The city is involved in the discussion as the owner of nine lots within Willow Glen. In recent months the city has discussed the possibility of donating some of those lots for an affordable-housing project under the auspices of Mennonite Housing, based in Wichita.
Paine noted two proposed changes to the covenant that appear to be related to the possible project. One would restrict the size of a home to be built on the property to a minimum of 1,300 square feet; the other is that no home can take longer than six months to construct.
Mennonite Housing had offered floor plans as small as 950 to 1,100 square feet. Also, one option of its program allows the owners to invest “sweat equity” in the project, requiring them to contribute 40 hours of labor per week.
The overriding issue for the city, Paine said, is whether the homeowners have the authority to make any changes.
“The way it’s written, it says it’s the grantor (who has authority), which is still the Kunkels (the subdivision developers) because they still own a lot in that subdivision,” Paine said.
“It also says the declaration of covenants and restrictions is in place for 20 years. That timeframe hasn’t expired either.

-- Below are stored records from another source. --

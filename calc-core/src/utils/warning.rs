use std::{rc::Rc, sync::{Arc, RwLock}};

use termcolor::Buffer;

use crate::eval::prelude::EvalWarning;
use super::diagnostic::{Diagnostic, Label, Level, Location, INPUT_NAME};

pub trait WarningEmitterIO {
    fn emit_warning(&self, warning: Warning);
}

/// Keeps every warning in memory until taken. Used to hand the soft
/// diagnostics of a line back to the caller.
#[derive(Debug, Default, Clone)]
pub struct VectorWarningEmitterIO {
    pub warnings: Arc<RwLock<Vec<Warning>>>
}

impl VectorWarningEmitterIO {
    pub fn new() -> Self {
        Self::default()
    }

    pub fn take(&self) -> Vec<Warning> {
        let mut warnings = self.write_lock();
        std::mem::take(&mut *warnings)
    }

    pub fn len(&self) -> usize {
        self.warnings.read().expect("Vector lock poisoned").len()
    }

    pub fn is_empty(&self) -> bool {
        self.len() == 0
    }

    fn write_lock(&self) -> std::sync::RwLockWriteGuard<'_, Vec<Warning>> {
        self.warnings.write().expect("Vector lock poisoned")
    }
}

impl WarningEmitterIO for VectorWarningEmitterIO {
    fn emit_warning(&self, warning: Warning) {
        let mut warnings = self.write_lock();

        warnings.push(warning);
    }
}

pub struct WarningEmitter {
    emitter: Rc<dyn WarningEmitterIO>
}

impl WarningEmitter {
    pub fn new(emitter: Rc<dyn WarningEmitterIO>) -> Self {
        Self { emitter }
    }

    pub fn emit(&self, warning: Warning) {
        self.emitter.emit_warning(warning);
    }
}

/// Attaches the evaluated line to evaluator warnings so they can be
/// rendered with a source snippet.
pub struct EvalWarningEmitter {
    src: String,
    emitter: WarningEmitter,
}

impl EvalWarningEmitter {
    pub fn new(src: String, emitter: WarningEmitter) -> Self {
        Self { src, emitter }
    }

    pub fn emit(&self, warning: EvalWarning) {
        self.emitter.emit(Warning::Eval {
            src: self.src.clone(),
            warning,
        });
    }
}

#[derive(Debug, Clone, PartialEq)]
pub enum Warning {
    Eval {
        src: String,
        warning: EvalWarning
    }
}

impl Warning {
    pub fn pretty_string(&self) -> String {
        let mut nocolor = Buffer::no_color();
        self.pretty(&mut nocolor);
        String::from_utf8(nocolor.into_inner()).expect("Warning printing produced invalid utf8")
    }

    pub fn pretty(&self, buf: &mut Buffer) {
        use std::io::Write;

        self.to_diagnostic().write(buf);
        buf.write_all(b"\n")
            .expect("warning pretty buffer write space after");
    }

    pub fn to_diagnostic(&self) -> Diagnostic<'_> {
        match self {
            Warning::Eval { src, warning } => {
                let (title, label) = match warning {
                    EvalWarning::UndefinedVariable { name, .. } => (
                        "Undefined variable",
                        format!("`{name}` is not defined, using no value"),
                    ),
                    EvalWarning::DivisionByZero { .. } => (
                        "Division by zero",
                        "divisor evaluates to 0".to_string(),
                    ),
                };

                Diagnostic {
                    title: title.into(),
                    text: "".into(),
                    level: Level::Warning,
                    location: Some(Location {
                        src,
                        name: INPUT_NAME,
                        label: Label {
                            text: Some(label),
                            span: warning.location(),
                        },
                    }),
                }
            }
        }
    }
}
//! Interactive CSV picker.
//!
//! This is intentionally kept separate from clap parsing:
//! - clap handles structured flags/subcommands
//! - the picker provides the "run `km curve` and choose a CSV" UX
//!
//! The picker searches for `*.csv` files under the current working directory.

use std::fs;
use std::io::{self, IsTerminal, Write};
use std::path::{Path, PathBuf};

use crate::error::AppError;

/// Default directory recursion depth for finding CSV files.
const DEFAULT_SEARCH_DEPTH: usize = 4;

/// Prompt the user to select a CSV file from the current directory tree.
///
/// Behavior:
/// - `None` when stdin is not a terminal or no CSV files exist
/// - list discovered `*.csv` files
/// - accept either a number (from the list) or an explicit path
/// - `q` cancels
pub fn prompt_for_csv_path() -> Result<Option<PathBuf>, AppError> {
    if !io::stdin().is_terminal() {
        return Ok(None);
    }

    let files = discover_csv_files();
    if files.is_empty() {
        return Ok(None);
    }

    println!("Found {} CSV file(s):", files.len());
    for (idx, path) in files.iter().enumerate() {
        println!("{:>3}) {}", idx + 1, pretty_path(path));
    }

    loop {
        print!("Select a file by number (1-{}) or type a path (q to quit): ", files.len());
        io::stdout()
            .flush()
            .map_err(|e| AppError::new(2, format!("Failed to write prompt: {e}")))?;

        let mut input = String::new();
        let bytes = io::stdin()
            .read_line(&mut input)
            .map_err(|e| AppError::new(2, format!("Failed to read input: {e}")))?;

        if bytes == 0 {
            return Ok(None);
        }

        let input = input.trim();
        if input.eq_ignore_ascii_case("q") {
            return Err(AppError::new(2, "Canceled."));
        }

        if let Ok(choice) = input.parse::<usize>() {
            if (1..=files.len()).contains(&choice) {
                return validate_csv_path(&files[choice - 1]).map(Some);
            }
            println!("Invalid choice: {choice}. Enter a number between 1 and {}.", files.len());
            continue;
        }

        let candidate = PathBuf::from(input);
        match validate_csv_path(&candidate) {
            Ok(path) => return Ok(Some(path)),
            Err(err) => {
                println!("{err}");
                continue;
            }
        }
    }
}

/// Validate the provided path points to a `.csv` file.
pub fn validate_csv_path(path: &Path) -> Result<PathBuf, AppError> {
    if !path.exists() {
        return Err(AppError::new(
            2,
            format!("CSV file not found: {}", path.display()),
        ));
    }
    if path.is_dir() {
        return Err(AppError::new(
            2,
            format!("Expected a file, got a directory: {}", path.display()),
        ));
    }
    if !has_csv_extension(path) {
        return Err(AppError::new(
            2,
            format!(
                "Expected a .csv file (got: {}). Spreadsheets must be saved as CSV first.",
                path.display()
            ),
        ));
    }

    Ok(path.to_path_buf())
}

/// Discover `*.csv` files under the current directory (deterministic order).
///
/// This is used by both the basic text prompt and the Ratatui TUI.
pub fn discover_csv_files() -> Vec<PathBuf> {
    find_csv_files(Path::new("."), DEFAULT_SEARCH_DEPTH)
}

fn find_csv_files(root: &Path, max_depth: usize) -> Vec<PathBuf> {
    let mut out = Vec::new();
    find_csv_files_inner(root, 0, max_depth, &mut out);
    out.sort_by_key(|p| pretty_path(p));
    out
}

fn find_csv_files_inner(root: &Path, depth: usize, max_depth: usize, out: &mut Vec<PathBuf>) {
    if depth > max_depth {
        return;
    }

    let Ok(entries) = fs::read_dir(root) else {
        return;
    };

    for entry in entries.flatten() {
        let path = entry.path();
        let Ok(file_type) = entry.file_type() else {
            continue;
        };

        if file_type.is_dir() {
            if should_skip_dir(&path) {
                continue;
            }
            find_csv_files_inner(&path, depth + 1, max_depth, out);
            continue;
        }

        if file_type.is_file() && has_csv_extension(&path) {
            out.push(path);
        }
    }
}

fn has_csv_extension(path: &Path) -> bool {
    path.extension()
        .and_then(|ext| ext.to_str())
        .is_some_and(|ext| ext.eq_ignore_ascii_case("csv"))
}

fn should_skip_dir(path: &Path) -> bool {
    let name = path.file_name().and_then(|s| s.to_str()).unwrap_or("");
    matches!(name, ".git" | "target" | "node_modules")
}

pub fn pretty_path(path: &Path) -> String {
    let stripped = path.strip_prefix("./").unwrap_or(path);
    stripped.display().to_string()
}

#[cfg(test)]
mod tests {
    use super::*;

    #[test]
    fn finds_csv_files_sorted_and_skips_target() {
        let dir = tempfile::tempdir().unwrap();
        let root = dir.path();
        fs::create_dir_all(root.join("data")).unwrap();
        fs::create_dir_all(root.join("target")).unwrap();
        fs::write(root.join("b.csv"), "time,event\n").unwrap();
        fs::write(root.join("data").join("a.CSV"), "time,event\n").unwrap();
        fs::write(root.join("target").join("skip.csv"), "time,event\n").unwrap();
        fs::write(root.join("notes.txt"), "x").unwrap();

        let found = find_csv_files(root, DEFAULT_SEARCH_DEPTH);
        let names: Vec<String> = found
            .iter()
            .map(|p| p.file_name().unwrap().to_string_lossy().to_string())
            .collect();
        assert_eq!(names.len(), 2);
        assert!(names.contains(&"b.csv".to_string()));
        assert!(names.contains(&"a.CSV".to_string()));
    }

    #[test]
    fn rejects_non_csv_and_missing_paths() {
        let dir = tempfile::tempdir().unwrap();
        let xlsx = dir.path().join("cohort.xlsx");
        fs::write(&xlsx, "binary").unwrap();
        assert_eq!(validate_csv_path(&xlsx).unwrap_err().exit_code(), 2);
        assert!(validate_csv_path(&dir.path().join("nope.csv")).is_err());
        assert!(validate_csv_path(dir.path()).is_err());
    }
}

“Thirdly, there’s nothing in the declaration of covenants and restrictions that says they can take over and administer the thing when that all happens.”
Melissa Batterton, head of the homeowners association, said she and fellow residents believe they do have the authority to make changes.
“We have read through it and had a lawyer look at it and do not see that all,” Batterton said of the city’s interpretation. “We see that we have complete authority to amend at any time.
“Our feeling is that the city is just trying to keep us from putting any restrictions on the type of housing that can be built there. That’s not quite fair to the people who live there.”
As for the amendments themselves, Batterton acknowledged that they were prompted by the Mennonite Housing discussion.
“When the Mennonite Housing projects came up, we realized there is absolutely nothing in our covenant that dictated what type of houses could be built in our neighborhood,” she said.
“It’s not that we’re opposed to Mennonite Housing––we’re opposed to smaller and not-comparable housing being built,” she added. “The amendments that we’re proposing are to make it where only housing similar to what’s already there could be built. If Mennonite Housing can follow those restrictions, that would be up to them.”
Batterton said the restrictions would still be less restrictive than for other newer subdivisions in the city.
“The amendments are not something that most neighborhoods wouldn’t already have,” Batterton said. “They’re definitely less restrictive than what Carriage Hills or other neighborhoods would have.”
Batterton said Monday she had not yet received communication from the city regarding the issue.